WHAT YOU WILL DO –
Check each line of the material, and show the ones that include the word "live".
======
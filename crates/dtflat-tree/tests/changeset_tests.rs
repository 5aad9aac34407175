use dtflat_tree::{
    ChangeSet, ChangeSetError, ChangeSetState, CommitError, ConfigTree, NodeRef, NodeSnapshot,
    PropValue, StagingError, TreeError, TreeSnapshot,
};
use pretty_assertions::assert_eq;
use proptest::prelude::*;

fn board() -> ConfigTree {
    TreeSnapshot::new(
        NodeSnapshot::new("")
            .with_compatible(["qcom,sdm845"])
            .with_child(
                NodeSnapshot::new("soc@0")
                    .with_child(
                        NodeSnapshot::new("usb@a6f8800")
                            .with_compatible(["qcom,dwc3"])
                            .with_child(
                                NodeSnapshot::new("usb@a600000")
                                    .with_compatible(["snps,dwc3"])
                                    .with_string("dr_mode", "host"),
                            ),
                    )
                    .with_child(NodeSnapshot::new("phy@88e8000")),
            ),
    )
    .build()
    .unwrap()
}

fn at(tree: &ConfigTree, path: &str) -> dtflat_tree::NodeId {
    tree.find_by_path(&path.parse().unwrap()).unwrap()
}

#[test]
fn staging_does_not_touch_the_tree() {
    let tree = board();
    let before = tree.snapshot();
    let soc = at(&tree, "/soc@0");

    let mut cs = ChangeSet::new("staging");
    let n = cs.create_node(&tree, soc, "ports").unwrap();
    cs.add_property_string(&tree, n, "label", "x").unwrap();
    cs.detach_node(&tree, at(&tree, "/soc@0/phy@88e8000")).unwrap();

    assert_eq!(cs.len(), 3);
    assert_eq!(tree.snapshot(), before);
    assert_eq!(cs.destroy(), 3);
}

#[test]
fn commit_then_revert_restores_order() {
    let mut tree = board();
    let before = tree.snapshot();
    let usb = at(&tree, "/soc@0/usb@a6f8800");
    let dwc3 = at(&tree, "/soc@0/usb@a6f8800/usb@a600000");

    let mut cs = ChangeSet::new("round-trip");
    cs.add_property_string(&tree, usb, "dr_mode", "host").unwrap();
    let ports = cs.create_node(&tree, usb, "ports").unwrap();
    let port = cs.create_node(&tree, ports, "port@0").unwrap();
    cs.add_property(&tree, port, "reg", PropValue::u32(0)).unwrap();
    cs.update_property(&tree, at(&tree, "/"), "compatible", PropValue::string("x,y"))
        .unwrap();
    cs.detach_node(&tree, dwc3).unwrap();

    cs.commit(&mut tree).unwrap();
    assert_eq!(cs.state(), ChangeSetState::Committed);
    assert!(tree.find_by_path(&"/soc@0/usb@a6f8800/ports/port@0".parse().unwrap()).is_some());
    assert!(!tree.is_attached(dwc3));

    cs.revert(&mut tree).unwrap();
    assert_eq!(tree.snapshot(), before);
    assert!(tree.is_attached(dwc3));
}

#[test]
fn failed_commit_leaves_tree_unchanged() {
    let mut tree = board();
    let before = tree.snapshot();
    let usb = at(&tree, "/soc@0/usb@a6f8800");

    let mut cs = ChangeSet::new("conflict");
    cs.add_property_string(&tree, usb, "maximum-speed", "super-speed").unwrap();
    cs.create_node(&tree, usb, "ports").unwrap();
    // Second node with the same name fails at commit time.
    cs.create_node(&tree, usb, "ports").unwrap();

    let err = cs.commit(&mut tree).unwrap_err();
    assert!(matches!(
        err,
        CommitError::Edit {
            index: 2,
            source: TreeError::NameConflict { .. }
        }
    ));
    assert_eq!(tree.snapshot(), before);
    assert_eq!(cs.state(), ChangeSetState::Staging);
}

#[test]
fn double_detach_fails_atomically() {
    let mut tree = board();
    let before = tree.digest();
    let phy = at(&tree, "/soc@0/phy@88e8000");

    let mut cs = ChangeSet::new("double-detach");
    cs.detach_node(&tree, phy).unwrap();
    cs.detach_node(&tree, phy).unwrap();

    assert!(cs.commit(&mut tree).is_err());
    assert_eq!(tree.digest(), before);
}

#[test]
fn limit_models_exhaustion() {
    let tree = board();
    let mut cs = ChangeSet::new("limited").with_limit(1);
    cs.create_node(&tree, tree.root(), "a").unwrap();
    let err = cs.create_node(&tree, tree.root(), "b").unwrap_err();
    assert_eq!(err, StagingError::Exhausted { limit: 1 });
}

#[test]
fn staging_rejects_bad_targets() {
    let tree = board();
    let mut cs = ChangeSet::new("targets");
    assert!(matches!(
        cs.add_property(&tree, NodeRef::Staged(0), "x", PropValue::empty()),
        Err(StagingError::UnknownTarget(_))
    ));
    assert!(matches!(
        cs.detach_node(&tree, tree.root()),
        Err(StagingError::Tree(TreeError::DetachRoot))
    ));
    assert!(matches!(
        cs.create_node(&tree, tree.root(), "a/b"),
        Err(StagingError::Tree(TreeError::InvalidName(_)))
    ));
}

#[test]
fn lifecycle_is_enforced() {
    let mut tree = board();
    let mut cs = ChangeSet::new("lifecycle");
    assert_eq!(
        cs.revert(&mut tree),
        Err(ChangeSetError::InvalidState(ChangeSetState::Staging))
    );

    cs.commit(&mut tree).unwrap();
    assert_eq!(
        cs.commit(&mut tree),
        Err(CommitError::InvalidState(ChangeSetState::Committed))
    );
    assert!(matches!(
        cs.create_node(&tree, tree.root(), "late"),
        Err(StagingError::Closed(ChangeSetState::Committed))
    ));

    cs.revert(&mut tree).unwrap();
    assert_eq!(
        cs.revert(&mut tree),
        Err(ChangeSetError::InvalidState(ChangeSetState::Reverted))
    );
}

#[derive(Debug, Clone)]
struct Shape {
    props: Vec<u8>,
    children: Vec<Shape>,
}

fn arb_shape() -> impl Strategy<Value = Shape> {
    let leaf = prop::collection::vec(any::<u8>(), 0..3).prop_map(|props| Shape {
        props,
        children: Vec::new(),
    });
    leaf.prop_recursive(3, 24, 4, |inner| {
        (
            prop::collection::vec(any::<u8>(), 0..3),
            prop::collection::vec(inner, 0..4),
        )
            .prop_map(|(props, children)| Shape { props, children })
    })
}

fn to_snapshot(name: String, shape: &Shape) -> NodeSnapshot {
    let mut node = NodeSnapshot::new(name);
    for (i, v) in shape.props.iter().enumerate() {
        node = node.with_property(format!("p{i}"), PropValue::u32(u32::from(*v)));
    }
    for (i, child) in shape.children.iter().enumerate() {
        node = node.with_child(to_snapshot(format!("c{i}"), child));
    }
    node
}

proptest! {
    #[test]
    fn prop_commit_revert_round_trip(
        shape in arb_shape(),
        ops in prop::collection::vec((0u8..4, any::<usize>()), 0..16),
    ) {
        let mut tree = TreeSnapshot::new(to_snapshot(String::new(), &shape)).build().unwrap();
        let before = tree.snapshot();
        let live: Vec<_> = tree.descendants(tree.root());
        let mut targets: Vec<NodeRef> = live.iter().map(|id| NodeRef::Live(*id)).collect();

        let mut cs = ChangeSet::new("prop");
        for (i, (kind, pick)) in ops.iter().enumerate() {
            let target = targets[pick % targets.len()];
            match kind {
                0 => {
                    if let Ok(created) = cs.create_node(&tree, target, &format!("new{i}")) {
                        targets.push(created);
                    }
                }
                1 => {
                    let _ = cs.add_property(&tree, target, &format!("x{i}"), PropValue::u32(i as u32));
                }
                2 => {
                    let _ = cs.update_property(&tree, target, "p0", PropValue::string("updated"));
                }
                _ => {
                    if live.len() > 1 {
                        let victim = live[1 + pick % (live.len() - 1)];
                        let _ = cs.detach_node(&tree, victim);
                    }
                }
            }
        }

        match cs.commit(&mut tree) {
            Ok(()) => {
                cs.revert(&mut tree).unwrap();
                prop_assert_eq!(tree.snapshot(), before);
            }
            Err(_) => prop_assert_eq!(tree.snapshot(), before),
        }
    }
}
======
ANSWER TO THIS TASK –
        let live: Vec<_> = tree.descendants(tree.root());
        let mut targets: Vec<NodeRef> = live.iter().map(|id| NodeRef::Live(*id)).collect();
                    if live.len() > 1 {
                        let victim = live[1 + pick % (live.len() - 1)];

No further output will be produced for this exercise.